Eine Predigt von Fulbert Steffensky, „Die alte Dame und ihre Geburtsurkunde – Apostelgeschichte 2, 1 - 13“ hat mich an-geregt. Sie findet sich in dem Predigtband von Dorothee Sölle und Fulbert Steffensky „Löse die Fesseln der Ungerechtigkeit“, Seite 172ff. (Kreuz-Verlag 2004.)
Fulbert Steffensky verweist am Ende auf den Reichtum der Kirche: auf all das, was Gott ihr zugedacht hat. Und das Er-innern an die Anfänge mag auch heute lebendig machen. Aber es gibt nicht nur die Berichte des Anfangs. Heute feiern Christen aus aller Welt und in allen Menschenfarben. Das wird im Schlussabschnitt angedeutet.
Gliederung
Einleitung: Geburtstag der Kirche. Apostelgeschichte 2, 1 - 13
I. Alle verstehen einander
II. Gottes Geist für alle. Apostelgeschichte 2, 14 – 18
III. Alle sollten miteinander das Gebet,
das Brot und das Geld teilen. Apostelgeschichte 2, 42 - 47
IV. Was ist aus mir geworden? Geburtstag weltweit
Ziel
Freude an Gottes Gabe: Kirche aus dem Geist Gottes
Predigt
Lesung von Apostelgeschichte: 2,1-13
Liebe Gemeinde,
Was ich soeben vorgelesen habe, ist etwas wie die Geburtsurkunde der Kirche.
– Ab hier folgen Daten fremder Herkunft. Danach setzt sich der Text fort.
//! Transfers that succeed despite aborted transactions

use crate::common::*;
use std::sync::Arc;

#[test]
fn test_transfer_survives_aborted_commit() {
    init_tracing();
    let bank = Bank::new(&[(1, 100), (2, 50)]);
    let mut conn = bank.connect(fast_options());

    assert_eq!(transfer(&mut conn, 1, 2, 10).unwrap(), (100, 50));
    bank.abort_commits(1);
    conn.commit().unwrap();

    let once = vec![
        balance_sql(1),
        balance_sql(2),
        adjust_sql(1, -10),
        adjust_sql(2, 10),
    ];
    assert_eq!(bank.journal(), [once.clone(), once].concat());
    assert_eq!(bank.db.connections_opened(), 2);
}

#[test]
fn test_listener_sees_each_commit_retry() {
    let bank = Bank::new(&[(1, 100), (2, 50)]);
    let (listener, handle) = RecordingListener::shared();
    let driver = Driver::builder(bank.db.factory())
        .options(fast_options())
        .retry_listener(handle)
        .build()
        .unwrap();
    let mut conn = driver.connect().unwrap();
    conn.set_auto_commit(false).unwrap();

    transfer(&mut conn, 1, 2, 10).unwrap();
    bank.abort_commits(2);
    conn.commit().unwrap();

    assert_eq!(
        *listener.events.lock(),
        vec![
            "before commit 1",
            "after commit 1 ok",
            "before commit 2",
            "after commit 2 ok",
        ]
    );
}

#[test]
fn test_failed_update_is_retried_in_place() {
    let bank = Bank::new(&[(1, 100), (2, 50)]);
    let mut conn = bank.connect(fast_options());

    bank.db.fail_times(
        Op::ExecuteUpdate,
        1,
        Error::serialization_failure("restart transaction"),
    );
    assert_eq!(transfer(&mut conn, 1, 2, 10).unwrap(), (100, 50));
    conn.commit().unwrap();

    assert_eq!(bank.db.calls(Op::ExecuteUpdate), 3);
    assert_eq!(
        bank.journal(),
        vec![
            balance_sql(1),
            balance_sql(2),
            balance_sql(1),
            balance_sql(2),
            adjust_sql(1, -10),
            adjust_sql(2, 10),
        ]
    );
}

#[test]
fn test_prepared_transfer_replays_bindings() {
    let bank = Bank::new(&[(1, 100), (2, 50)]);
    let mut conn = bank.connect(fast_options());
    let adjust = "update accounts set balance = balance + ? where id = ?";

    let mut stmt = conn.prepare_statement(adjust).unwrap();
    for (id, delta) in [(1, -10), (2, 10)] {
        stmt.set_parameter(1, Value::Int(delta)).unwrap();
        stmt.set_parameter(2, Value::Int(id)).unwrap();
        assert_eq!(stmt.execute_update().unwrap(), 0);
    }
    bank.abort_commits(1);
    conn.commit().unwrap();

    assert_eq!(bank.db.calls(Op::Prepare), 2);
    assert_eq!(bank.journal(), vec![adjust; 4]);
    let bound = vec![
        vec![Value::Int(-10), Value::Int(1)],
        vec![Value::Int(10), Value::Int(2)],
    ];
    assert_eq!(bank.db.executed_bindings(), [bound.clone(), bound].concat());
}

#[test]
fn test_bindings_from_an_earlier_transaction_are_replayed() {
    let bank = Bank::new(&[(1, 100)]);
    let mut conn = bank.connect(fast_options());
    let adjust = "update accounts set balance = balance + ? where id = ?";

    let mut stmt = conn.prepare_statement(adjust).unwrap();
    stmt.set_parameter(1, Value::Int(-10)).unwrap();
    stmt.set_parameter(2, Value::Int(1)).unwrap();
    stmt.execute_update().unwrap();
    conn.commit().unwrap();

    // second transaction reuses the bindings of the first
    stmt.execute_update().unwrap();
    bank.abort_commits(1);
    conn.commit().unwrap();

    assert_eq!(bank.db.calls(Op::Prepare), 2);
    assert_eq!(
        bank.db.executed_bindings(),
        vec![vec![Value::Int(-10), Value::Int(1)]; 3]
    );
}

#[test]
fn test_only_the_current_transaction_replays() {
    let bank = Bank::new(&[(1, 100), (2, 50)]);
    let mut conn = bank.connect(fast_options());

    transfer(&mut conn, 1, 2, 10).unwrap();
    conn.commit().unwrap();
    transfer(&mut conn, 2, 1, 5).unwrap();
    bank.abort_commits(1);
    conn.commit().unwrap();

    let journal = bank.journal();
    assert_eq!(journal.len(), 12);
    assert_eq!(journal[4..8], journal[8..12]);
    assert_eq!(journal[8], balance_sql(2));
}

#[test]
fn test_rolled_back_work_is_not_replayed() {
    let bank = Bank::new(&[(1, 100), (2, 50)]);
    let mut conn = bank.connect(fast_options());

    transfer(&mut conn, 1, 2, 1_000).unwrap();
    conn.rollback().unwrap();
    transfer(&mut conn, 1, 2, 10).unwrap();
    bank.abort_commits(1);
    conn.commit().unwrap();

    let journal = bank.journal();
    assert_eq!(journal.len(), 12);
    assert!(!journal[8..].contains(&adjust_sql(1, -1_000)));
}

#[test]
fn test_logging_listener_counts_across_connections() {
    let bank = Bank::new(&[(1, 100), (2, 50)]);
    let listener = Arc::new(sqlreplay::LoggingRetryListener::new(5));
    let driver = Driver::builder(bank.db.factory())
        .options(fast_options())
        .retry_listener(listener.clone())
        .build()
        .unwrap();

    for _ in 0..3 {
        let mut conn = driver.connect().unwrap();
        conn.set_auto_commit(false).unwrap();
        transfer(&mut conn, 1, 2, 10).unwrap();
        bank.abort_commits(1);
        conn.commit().unwrap();
    }

    assert_eq!(listener.total_successful_retries(), 3);
    assert_eq!(listener.total_failed_retries(), 0);
}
Schon oft hat man das ja so gesagt: Pfingsten - das ist der Geburtstag der Kirche. Nehmen wir das einmal beim Wort. Dann hat die Kirche heute Geburtstag.
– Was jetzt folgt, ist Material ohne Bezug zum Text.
//! Duration expressions
//!
//! Option values such as `retryMaxBackoff` accept either a bare integer
//! (milliseconds) or one or more `<n><unit>` tokens that are summed:
//!
//! | Unit | Meaning |
//! |------|---------|
//! | `ms` | milliseconds |
//! | `s`  | seconds |
//! | `m`  | minutes |
//! | `h`  | hours |
//! | `d`  | days |
//! | `w`  | weeks |
//!
//! Units are case-insensitive and tokens may be separated by whitespace, so
//! `"2m 3s 125ms"`, `"10h3m15s"` and `"30000"` are all valid.

use once_cell::sync::Lazy;
use regex::Regex;
use std::time::Duration;

use sqlreplay_core::{Error, Result};

static TOKEN: Lazy<Regex> =
    Lazy::new(|| Regex::new(r"(?i)([0-9]+)\s*([smhdw]+)").expect("valid regex"));

/// Parse a duration expression
///
/// # Errors
///
/// Returns `Error::Config` for an unknown unit, an overflowing amount, text
/// left over between or around tokens, or text that is neither a token list
/// nor an integer.
pub fn parse_duration(expression: &str) -> Result<Duration> {
    let expression = expression.trim();
    let mut total = Duration::ZERO;
    let mut matched = false;
    let mut covered = 0;

    for caps in TOKEN.captures_iter(expression) {
        matched = true;
        if let Some(whole) = caps.get(0) {
            if !expression[covered..whole.start()].trim().is_empty() {
                return Err(invalid(expression, "unexpected text between tokens"));
            }
            covered = whole.end();
        }
        let amount: u64 = caps[1]
            .parse()
            .map_err(|_| invalid(expression, "amount out of range"))?;
        let unit = caps[2].to_ascii_lowercase();
        let token = match unit.as_str() {
            "ms" => Some(Duration::from_millis(amount)),
            "s" => Some(Duration::from_secs(amount)),
            "m" => amount.checked_mul(60).map(Duration::from_secs),
            "h" => amount.checked_mul(3_600).map(Duration::from_secs),
            "d" => amount.checked_mul(86_400).map(Duration::from_secs),
            "w" => amount.checked_mul(604_800).map(Duration::from_secs),
            other => {
                return Err(invalid(
                    expression,
                    &format!("unknown unit '{}'", other),
                ))
            }
        }
        .ok_or_else(|| invalid(expression, "amount out of range"))?;
        total = total
            .checked_add(token)
            .ok_or_else(|| invalid(expression, "amount out of range"))?;
    }

    if matched {
        if !expression[covered..].trim().is_empty() {
            return Err(invalid(expression, "unexpected text after tokens"));
        }
        return Ok(total);
    }

    expression
        .parse::<u64>()
        .map(Duration::from_millis)
        .map_err(|_| invalid(expression, "expected '<n><unit>' tokens or milliseconds"))
}

/// Render a duration as the shortest exact expression
///
/// `parse_duration(&format_duration(d))` yields `d` for whole milliseconds.
pub fn format_duration(duration: Duration) -> String {
    const UNITS: [(&str, u128); 6] = [
        ("w", 604_800_000),
        ("d", 86_400_000),
        ("h", 3_600_000),
        ("m", 60_000),
        ("s", 1_000),
        ("ms", 1),
    ];

    let mut remaining = duration.as_millis();
    if remaining == 0 {
        return "0ms".to_string();
    }

    let mut out = String::new();
    for (unit, millis) in UNITS {
        let count = remaining / millis;
        if count > 0 {
            out.push_str(&format!("{}{}", count, unit));
            remaining %= millis;
        }
    }
    out
}

fn invalid(expression: &str, reason: &str) -> Error {
    Error::Config(format!(
        "Invalid duration expression '{}': {}",
        expression, reason
    ))
}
Sie ist gewissermaßen eine alte Dame, die heute Geburtstag feiert. Sie hat ihr schwarzseidenes Kostüm angezogen. Gerührt über sich selber kramt sie in ihrer Vergangenheit und liest die alte Urkunde, die
vom Sturm des Geistes
vom Feuer des Anfangs
und vom Mut der ersten Zeugen spricht.
Und sie erschrickt - wenn sie überhaupt noch des Schreckens fähig ist. Denn da - in dieser Geburtsurkunde - liest die alte Dame, wie sie einmal gedacht war.
Betulich und langsam, wie sie geworden ist, liest sie, dass sie einmal als junger wilder Wein gedacht war. Sie liest, dass sie einmal so voll des Geistes war, dass man sie für betrunken gehalten hat, schon morgens um neun Uhr. Jetzt hält sie niemand mehr für betrunken. Jetzt genehmigt sie sich nur noch selten ein Gläschen geistiges Getränk. Sie ist ehrbar geworden. Und sie geht ja auch mit ehrbaren Leuten um. Da kann man doch nicht so tun, als sei man erst zwanzig. Aber wie war die alte Dame gedacht - und was hat Gott ihr in die Wiege gelegt?
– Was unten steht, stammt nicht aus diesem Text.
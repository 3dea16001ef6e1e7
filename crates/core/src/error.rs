//! Error types for sqlreplay
//!
//! One error enum is shared by the driver traits and the retry layer, so a
//! retrying proxy can be handed out wherever a plain driver handle is expected.
//! We use `thiserror` for automatic `Display` and `Error` trait implementations.
//!
//! Only [`Error::Sql`] values (errors reported by the database or the client
//! driver) carry a classifiable SQL state. Everything else is produced by the
//! retry layer itself and is terminal.

use std::io;
use thiserror::Error;

/// Result type alias for sqlreplay operations
pub type Result<T> = std::result::Result<T, Error>;

/// Well-known SQL state codes
///
/// Five-character codes as reported by PostgreSQL-compatible servers.
pub mod sql_state {
    /// Serializable transaction could not be placed in a valid serial order
    pub const SERIALIZATION_FAILURE: &str = "40001";
    /// Client could not establish a connection
    pub const CONNECTION_UNABLE_TO_CONNECT: &str = "08001";
    /// Connection does not exist (closed or never opened)
    pub const CONNECTION_DOES_NOT_EXIST: &str = "08003";
    /// Server rejected the connection
    pub const CONNECTION_REJECTED: &str = "08004";
    /// Connection failure
    pub const CONNECTION_FAILURE: &str = "08006";
    /// Connection failed while a transaction was in progress
    pub const CONNECTION_FAILURE_DURING_TRANSACTION: &str = "08007";
    /// Communication link failure
    pub const COMMUNICATION_ERROR: &str = "08S01";
    /// Server is not accepting new transactions on existing connections
    pub const ADMIN_SHUTDOWN: &str = "57P01";
    /// A parameter value is missing or unusable
    pub const INVALID_PARAMETER_VALUE: &str = "22023";
    /// Operation not valid in the current transaction state
    pub const INVALID_TRANSACTION_STATE: &str = "25000";
    /// Catch-all for errors with no better classification
    pub const UNEXPECTED_ERROR: &str = "XX000";
    /// Feature not supported by this driver
    pub const NOT_IMPLEMENTED: &str = "0A000";

    /// Codes that denote a broken or unusable connection
    pub const CONNECTION_ERRORS: &[&str] = &[
        CONNECTION_UNABLE_TO_CONNECT,
        CONNECTION_DOES_NOT_EXIST,
        CONNECTION_REJECTED,
        CONNECTION_FAILURE,
        CONNECTION_FAILURE_DURING_TRANSACTION,
        COMMUNICATION_ERROR,
        ADMIN_SHUTDOWN,
    ];
}

/// Error types for sqlreplay
#[derive(Debug, Clone, Error, PartialEq)]
pub enum Error {
    /// Error reported by the database or the underlying client driver
    #[error("{message} (SQL state {state})")]
    Sql {
        /// Five-character SQL state
        state: String,
        /// Driver message
        message: String,
    },

    /// A replay executed successfully but observed different data
    #[error("the transaction could not serialize due to a concurrent update (checksum failure)")]
    ConcurrentUpdate,

    /// Rolling back the poisoned handle failed with a non-connection error
    #[error("exception on rollback before retry: {source}")]
    Rollback {
        /// The rollback failure
        source: Box<Error>,
    },

    /// The retry policy refused another attempt
    #[error("too many retry attempts [{attempts}] or other limit in [{policy}]")]
    TooManyRetries {
        /// Attempt number at which the budget ran out
        attempts: u32,
        /// Description of the policy that refused
        policy: String,
        /// The original retryable error
        source: Box<Error>,
    },

    /// Opening, validating or replaying onto a replacement handle failed
    /// with an error that is not retryable
    #[error("retry attempt [{attempt}] failed: {source} (original cause: {cause})")]
    RetryFailed {
        /// Attempt number that failed
        attempt: u32,
        /// The failure observed during the attempt
        source: Box<Error>,
        /// The original retryable error that started the retry loop
        cause: Box<Error>,
    },

    /// Cancellation was observed while waiting to retry
    #[error("retry interrupted while waiting: {source}")]
    Interrupted {
        /// The original retryable error
        source: Box<Error>,
    },

    /// Invalid argument supplied by the caller
    #[error("Invalid argument: {0}")]
    InvalidArgument(String),

    /// Operation not valid in the current state
    #[error("Invalid state: {0}")]
    InvalidState(String),

    /// Configuration could not be parsed or is inconsistent
    #[error("Configuration error: {0}")]
    Config(String),

    /// I/O error while reading a streamed value
    #[error("I/O error ({kind:?}): {message}")]
    Io {
        /// Kind of the underlying I/O error
        kind: io::ErrorKind,
        /// Message of the underlying I/O error
        message: String,
    },
}

impl Error {
    /// Create an error carrying a SQL state, as a driver would report it
    pub fn sql(state: impl Into<String>, message: impl Into<String>) -> Self {
        Error::Sql {
            state: state.into(),
            message: message.into(),
        }
    }

    /// Serialization conflict (`40001`)
    pub fn serialization_failure(message: impl Into<String>) -> Self {
        Self::sql(sql_state::SERIALIZATION_FAILURE, message)
    }

    /// Handle failed validation or could not be used (`08001` family)
    pub fn invalid_connection(message: impl Into<String>, state: &str) -> Self {
        Self::sql(state, message)
    }

    /// SQL state of this error, if any
    ///
    /// Derived errors report the state of the error they wrap, so callers
    /// that only look at codes see the same picture as the database gave.
    /// A checksum mismatch reports a serialization failure.
    pub fn sql_state(&self) -> Option<&str> {
        match self {
            Error::Sql { state, .. } => Some(state.as_str()),
            Error::ConcurrentUpdate => Some(sql_state::SERIALIZATION_FAILURE),
            Error::Rollback { source }
            | Error::TooManyRetries { source, .. }
            | Error::Interrupted { source } => source.sql_state(),
            Error::RetryFailed { source, .. } => source.sql_state(),
            Error::InvalidState(_) => Some(sql_state::INVALID_TRANSACTION_STATE),
            _ => None,
        }
    }

    /// Whether this error was reported by the database/driver
    pub fn is_sql(&self) -> bool {
        matches!(self, Error::Sql { .. })
    }

    /// Whether this error is a serialization conflict reported by the database
    pub fn is_serialization_failure(&self) -> bool {
        matches!(self, Error::Sql { state, .. } if state == sql_state::SERIALIZATION_FAILURE)
    }

    /// Whether this error is a connection error reported by the driver
    pub fn is_connection_error(&self) -> bool {
        matches!(self, Error::Sql { state, .. } if sql_state::CONNECTION_ERRORS.contains(&state.as_str()))
    }

    /// The innermost error of a wrapping chain
    pub fn root_cause(&self) -> &Error {
        match self {
            Error::Rollback { source }
            | Error::TooManyRetries { source, .. }
            | Error::Interrupted { source } => source.root_cause(),
            Error::RetryFailed { cause, .. } => cause.root_cause(),
            other => other,
        }
    }
}

impl From<io::Error> for Error {
    fn from(e: io::Error) -> Self {
        Error::Io {
            kind: e.kind(),
            message: e.to_string(),
        }
    }
}

impl From<Error> for io::Error {
    fn from(e: Error) -> Self {
        match e {
            Error::Io { kind, message } => io::Error::new(kind, message),
            other => io::Error::new(io::ErrorKind::Other, other),
        }
    }
}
I. Alle verstehen einander
Da wird zunächst eine Merkwürdigkeit berichtet. Ein Ur-traum der Menschen wird erfüllt: Alle verstehen einander.
Der Geist war über die Jüngerinnen und Jünger am frühen Morgen hereingebrochen. Sie fingen an, Gott zu loben und von ihm zu reden. Und jeder der herbeigelaufenen Neugierigen hörte sie in seiner eigenen Sprache reden. Alle verstanden, was da gesagt wurde.
Sie kennen die andere Geschichte - am Anfang der Bibel. Da haben alle Menschen eine Sprache. Aber sie haben Angst. Sie haben Angst, sie könnten die eine Sprache verlieren und einander fremd werden. Sie hatten Angst, sie könnten zerstreut werden und einander nicht mehr finden. Da bauten sie den Turm. Der sollte bis an den Himmel reichen. Der sollte ihre Einheit retten und begründen.
Gott hat diesen Turmbau gestört. Die Menschen wurden zerstreut in viele Sprachen. Und seitdem gibt es diesen Traum: dass die Menschen gegenseitig ihre Sprache verstehen und dass einer weiß, was der andere meint; dass einer gegen den anderen sein Misstrauen begraben kann; dass eine der anderen Schwester sein kann und einer dem anderen Bruder.
Am Pfingstmorgen wird dieser Traum wahr. Jeder versteht die Sprache des anderen. Ich verstehe dich - sagen sie. Ich weiß, wer du bist. Ich fürchte mich nicht vor dir. Die alte Dame überlegt einen Augenblick in Gedanken versunken: Wäre es nicht doch besser, wenn es wäre wie vor dem Turmbau, wenn es nur eine Sprache gibt? An Pfingsten hat man sich zwar verstanden. Aber es gab doch viele Sprachen. Eine Sprache in der Kirche, das wäre praktisch. Es wäre doch angenehm und vor allem überschaubar und kontrollierbar, wenn die Katholiken und die Orthodoxen, die Methodisten und die Evangelischen und die Lutheraner in Norddeutschland und die Württemberger, und die Pfarrer und die Pietisten - wenn die alle eine Sprache hätten.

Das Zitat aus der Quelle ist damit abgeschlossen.